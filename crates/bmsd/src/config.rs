//! Daemon configuration
//!
//! ```toml
//! [server]
//! host = "0.0.0.0"
//! port = 18090
//!
//! [detection]
//! temp_high = 35.0
//! power_spike_kw = 45.0
//!
//! [sensors]
//! offline_threshold_secs = 300
//!
//! [seed]
//! faults = "data/faults.json"
//! readings = "data/readings.json"
//! ```
//!
//! Every section and field is optional.

use std::net::SocketAddr;
use std::path::{Path, PathBuf};

use anyhow::Context;
use bms_core::{DetectionThresholds, FaultRecord, SensorReading, DEFAULT_OFFLINE_THRESHOLD_SECS};
use serde::Deserialize;

#[derive(Debug, Clone, Default, Deserialize)]
#[serde(default)]
pub struct DaemonConfig {
    pub server: ServerConfig,
    pub detection: DetectionThresholds,
    pub sensors: SensorConfig,
    pub seed: SeedConfig,
}

#[derive(Debug, Clone, Deserialize)]
#[serde(default)]
pub struct ServerConfig {
    pub host: String,
    pub port: u16,
}

impl Default for ServerConfig {
    fn default() -> Self {
        Self {
            host: "0.0.0.0".to_string(),
            port: 18090,
        }
    }
}

#[derive(Debug, Clone, Deserialize)]
#[serde(default)]
pub struct SensorConfig {
    /// Seconds without a reading before a sensor is reported offline
    pub offline_threshold_secs: i64,
}

impl Default for SensorConfig {
    fn default() -> Self {
        Self {
            offline_threshold_secs: DEFAULT_OFFLINE_THRESHOLD_SECS,
        }
    }
}

/// JSON exports loaded into the store at start-up
#[derive(Debug, Clone, Default, Deserialize)]
#[serde(default)]
pub struct SeedConfig {
    pub faults: Option<PathBuf>,
    pub readings: Option<PathBuf>,
}

impl DaemonConfig {
    /// Load a TOML config file. Relative seed paths are resolved against the
    /// config file's directory.
    pub fn load(path: &Path) -> anyhow::Result<Self> {
        let content = std::fs::read_to_string(path)
            .with_context(|| format!("Failed to read config file {}", path.display()))?;
        let mut config: DaemonConfig = toml::from_str(&content)
            .with_context(|| format!("Invalid config file {}", path.display()))?;

        if let Some(base) = path.parent() {
            config.seed.faults = config.seed.faults.map(|p| base.join(p));
            config.seed.readings = config.seed.readings.map(|p| base.join(p));
        }

        if config.sensors.offline_threshold_secs <= 0 {
            anyhow::bail!(
                "sensors.offline_threshold_secs must be positive, got {}",
                config.sensors.offline_threshold_secs
            );
        }

        Ok(config)
    }

    pub fn listen_addr(&self) -> anyhow::Result<SocketAddr> {
        let addr = format!("{}:{}", self.server.host, self.server.port);
        addr.parse()
            .with_context(|| format!("Invalid listen address {}", addr))
    }
}

impl SeedConfig {
    pub fn load_faults(&self) -> anyhow::Result<Vec<FaultRecord>> {
        match &self.faults {
            Some(path) => load_json(path),
            None => Ok(Vec::new()),
        }
    }

    pub fn load_readings(&self) -> anyhow::Result<Vec<SensorReading>> {
        match &self.readings {
            Some(path) => load_json(path),
            None => Ok(Vec::new()),
        }
    }
}

fn load_json<T: serde::de::DeserializeOwned>(path: &Path) -> anyhow::Result<Vec<T>> {
    let content = std::fs::read_to_string(path)
        .with_context(|| format!("Failed to read seed file {}", path.display()))?;
    serde_json::from_str(&content).with_context(|| format!("Invalid seed file {}", path.display()))
}
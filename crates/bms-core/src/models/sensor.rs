//! Sensor reading and connectivity models

use std::collections::HashMap;

use chrono::{DateTime, Duration, Utc};
use serde::{Deserialize, Serialize};

use crate::flags::fault_bit;

/// Default time after which a silent sensor is reported offline
pub const DEFAULT_OFFLINE_THRESHOLD_SECS: i64 = 5 * 60;

/// Kind of sensor device installed in a room
#[derive(Debug, Clone, Copy, PartialEq, Eq, Hash, Serialize, Deserialize)]
#[serde(rename_all = "lowercase")]
pub enum SensorKind {
    /// Indoor air quality: temperature, humidity and CO2 in one reading
    Iaq,
    /// Power meter (kW)
    Power,
    /// Presence sensor (0 none, 1 partial, 2 full, 3 error)
    Presence,
}

impl SensorKind {
    /// All kinds, in fault bit order
    pub const ALL: [SensorKind; 3] = [SensorKind::Iaq, SensorKind::Power, SensorKind::Presence];

    /// Device type string stored on fault records
    pub fn as_str(&self) -> &'static str {
        match self {
            SensorKind::Iaq => "iaq",
            SensorKind::Power => "power",
            SensorKind::Presence => "presence",
        }
    }

    /// Fault bits this kind of device can report
    pub fn fault_mask(&self) -> u32 {
        match self {
            SensorKind::Iaq => fault_bit::IAQ_MASK,
            SensorKind::Power => fault_bit::POWER_MASK,
            SensorKind::Presence => fault_bit::PRESENCE_MASK,
        }
    }
}

impl std::fmt::Display for SensorKind {
    fn fmt(&self, f: &mut std::fmt::Formatter<'_>) -> std::fmt::Result {
        f.write_str(self.as_str())
    }
}

impl std::str::FromStr for SensorKind {
    type Err = String;

    fn from_str(s: &str) -> Result<Self, Self::Err> {
        match s {
            "iaq" => Ok(SensorKind::Iaq),
            "power" => Ok(SensorKind::Power),
            "presence" => Ok(SensorKind::Presence),
            _ => Err(format!("Unknown sensor type: '{}'", s)),
        }
    }
}

/// A stored sensor reading. Metrics a device does not report stay `None`.
#[derive(Debug, Clone, PartialEq, Serialize, Deserialize)]
pub struct SensorReading {
    pub id: i64,
    pub time: DateTime<Utc>,
    pub sensor_id: i64,
    pub sensor_type: SensorKind,
    pub floor: i32,
    pub room: i32,
    #[serde(default)]
    pub temperature: Option<f64>,
    #[serde(default)]
    pub humidity: Option<f64>,
    #[serde(default)]
    pub co2: Option<f64>,
    #[serde(default)]
    pub power: Option<f64>,
    #[serde(default)]
    pub presence: Option<i32>,
}

/// A reading about to be stored (id assigned by the store)
#[derive(Debug, Clone, PartialEq, Serialize, Deserialize)]
pub struct NewReading {
    /// Measurement time; the store uses "now" when absent
    #[serde(default)]
    pub time: Option<DateTime<Utc>>,
    pub sensor_id: i64,
    pub sensor_type: SensorKind,
    pub floor: i32,
    pub room: i32,
    #[serde(default)]
    pub temperature: Option<f64>,
    #[serde(default)]
    pub humidity: Option<f64>,
    #[serde(default)]
    pub co2: Option<f64>,
    #[serde(default)]
    pub power: Option<f64>,
    #[serde(default)]
    pub presence: Option<i32>,
}

impl NewReading {
    /// Attach an id and a time, producing the stored form
    pub fn into_reading(self, id: i64, now: DateTime<Utc>) -> SensorReading {
        SensorReading {
            id,
            time: self.time.unwrap_or(now),
            sensor_id: self.sensor_id,
            sensor_type: self.sensor_type,
            floor: self.floor,
            room: self.room,
            temperature: self.temperature,
            humidity: self.humidity,
            co2: self.co2,
            power: self.power,
            presence: self.presence,
        }
    }
}

/// Filter for querying readings (results in chronological order)
#[derive(Debug, Clone, Default, Serialize, Deserialize)]
pub struct ReadingFilter {
    #[serde(skip_serializing_if = "Option::is_none")]
    pub floor: Option<i32>,
    #[serde(skip_serializing_if = "Option::is_none")]
    pub room: Option<i32>,
    #[serde(skip_serializing_if = "Option::is_none")]
    pub sensor_type: Option<SensorKind>,
    #[serde(skip_serializing_if = "Option::is_none")]
    pub since: Option<DateTime<Utc>>,
    #[serde(skip_serializing_if = "Option::is_none")]
    pub until: Option<DateTime<Utc>>,
    /// Keep only the newest N matches
    #[serde(skip_serializing_if = "Option::is_none")]
    pub limit: Option<usize>,
}

impl ReadingFilter {
    pub fn matches(&self, reading: &SensorReading) -> bool {
        self.floor.map_or(true, |f| reading.floor == f)
            && self.room.map_or(true, |r| reading.room == r)
            && self.sensor_type.map_or(true, |t| reading.sensor_type == t)
            && self.since.map_or(true, |s| reading.time >= s)
            && self.until.map_or(true, |u| reading.time <= u)
    }
}

/// Connectivity state derived from the last reading time
#[derive(Debug, Clone, Copy, PartialEq, Eq, Serialize, Deserialize)]
#[serde(rename_all = "lowercase")]
pub enum Connectivity {
    Online,
    Offline,
}

/// Latest known state of one sensor
#[derive(Debug, Clone, PartialEq, Serialize, Deserialize)]
pub struct SensorStatus {
    pub sensor_id: i64,
    pub sensor_type: SensorKind,
    pub floor: i32,
    pub room: i32,
    pub last_seen: DateTime<Utc>,
    pub status: Connectivity,
}

/// Online/offline totals
#[derive(Debug, Clone, Copy, Default, PartialEq, Eq, Serialize, Deserialize)]
pub struct StatusOverview {
    pub online: usize,
    pub offline: usize,
    pub total: usize,
}

impl StatusOverview {
    pub fn from_statuses(statuses: &[SensorStatus]) -> Self {
        let online = statuses
            .iter()
            .filter(|s| s.status == Connectivity::Online)
            .count();
        Self {
            online,
            offline: statuses.len() - online,
            total: statuses.len(),
        }
    }
}

/// Derive one status per sensor from its most recent reading.
///
/// A sensor is online when its last reading is newer than `now - threshold`.
/// Results are ordered by `last_seen`, newest first, then by sensor id.
pub fn sensor_statuses(
    readings: &[SensorReading],
    now: DateTime<Utc>,
    threshold: Duration,
) -> Vec<SensorStatus> {
    let cutoff = now - threshold;
    let mut latest: HashMap<i64, &SensorReading> = HashMap::new();

    for reading in readings {
        latest
            .entry(reading.sensor_id)
            .and_modify(|current| {
                if reading.time > current.time {
                    *current = reading;
                }
            })
            .or_insert(reading);
    }

    let mut statuses: Vec<SensorStatus> = latest
        .into_values()
        .map(|r| SensorStatus {
            sensor_id: r.sensor_id,
            sensor_type: r.sensor_type,
            floor: r.floor,
            room: r.room,
            last_seen: r.time,
            status: if r.time > cutoff {
                Connectivity::Online
            } else {
                Connectivity::Offline
            },
        })
        .collect();

    statuses.sort_by(|a, b| {
        b.last_seen
            .cmp(&a.last_seen)
            .then(a.sensor_id.cmp(&b.sensor_id))
    });
    statuses
}

#[cfg(test)]
mod tests {
    use super::*;
    use chrono::TimeZone;

    fn reading(sensor_id: i64, minutes_ago: i64, now: DateTime<Utc>) -> SensorReading {
        SensorReading {
            id: sensor_id * 100 + minutes_ago,
            time: now - Duration::minutes(minutes_ago),
            sensor_id,
            sensor_type: SensorKind::Iaq,
            floor: 1,
            room: sensor_id as i32,
            temperature: Some(24.0),
            humidity: Some(45.0),
            co2: Some(500.0),
            power: None,
            presence: None,
        }
    }

    #[test]
    fn test_sensor_kind_masks_cover_all_bits() {
        let combined = SensorKind::ALL
            .iter()
            .fold(0, |acc, kind| acc | kind.fault_mask());
        assert_eq!(combined, fault_bit::ALL_MASK);
        assert_eq!("power".parse::<SensorKind>().unwrap(), SensorKind::Power);
        assert!("hvac".parse::<SensorKind>().is_err());
    }

    #[test]
    fn test_statuses_use_latest_reading() {
        let now = Utc.with_ymd_and_hms(2024, 5, 1, 12, 0, 0).unwrap();
        let readings = vec![
            reading(1, 20, now),
            reading(1, 2, now),
            reading(2, 10, now),
        ];
        let statuses = sensor_statuses(&readings, now, Duration::minutes(5));

        assert_eq!(statuses.len(), 2);
        assert_eq!(statuses[0].sensor_id, 1);
        assert_eq!(statuses[0].status, Connectivity::Online);
        assert_eq!(statuses[0].last_seen, now - Duration::minutes(2));
        assert_eq!(statuses[1].sensor_id, 2);
        assert_eq!(statuses[1].status, Connectivity::Offline);

        let overview = StatusOverview::from_statuses(&statuses);
        assert_eq!(
            overview,
            StatusOverview {
                online: 1,
                offline: 1,
                total: 2
            }
        );
    }

    #[test]
    fn test_reading_exactly_at_threshold_is_offline() {
        let now = Utc.with_ymd_and_hms(2024, 5, 1, 12, 0, 0).unwrap();
        let statuses = sensor_statuses(&[reading(3, 5, now)], now, Duration::minutes(5));
        assert_eq!(statuses[0].status, Connectivity::Offline);
    }

    #[test]
    fn test_no_readings_no_statuses() {
        let statuses = sensor_statuses(&[], Utc::now(), Duration::minutes(5));
        assert!(statuses.is_empty());
        assert_eq!(StatusOverview::from_statuses(&statuses).total, 0);
    }

    #[test]
    fn test_new_reading_defaults_time() {
        let now = Utc.with_ymd_and_hms(2024, 5, 1, 12, 0, 0).unwrap();
        let new: NewReading = serde_json::from_str(
            r#"{"sensor_id": 9, "sensor_type": "power", "floor": 2, "room": 4, "power": 12.5}"#,
        )
        .unwrap();
        let stored = new.into_reading(1, now);
        assert_eq!(stored.time, now);
        assert_eq!(stored.power, Some(12.5));
        assert_eq!(stored.temperature, None);
    }

    #[test]
    fn test_reading_filter() {
        let now = Utc.with_ymd_and_hms(2024, 5, 1, 12, 0, 0).unwrap();
        let r = reading(2, 10, now);
        let filter = ReadingFilter {
            floor: Some(1),
            room: Some(2),
            since: Some(now - Duration::hours(1)),
            ..Default::default()
        };
        assert!(filter.matches(&r));
        let other_kind = ReadingFilter {
            sensor_type: Some(SensorKind::Power),
            ..Default::default()
        };
        assert!(!other_kind.matches(&r));
    }
}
_ _ _
YOUR INSTRUCTIONS: I would like the number of lines in the material above that contain the string "SocketAddr", with no other words in the reply.

EXERCISE OUTPUT: 2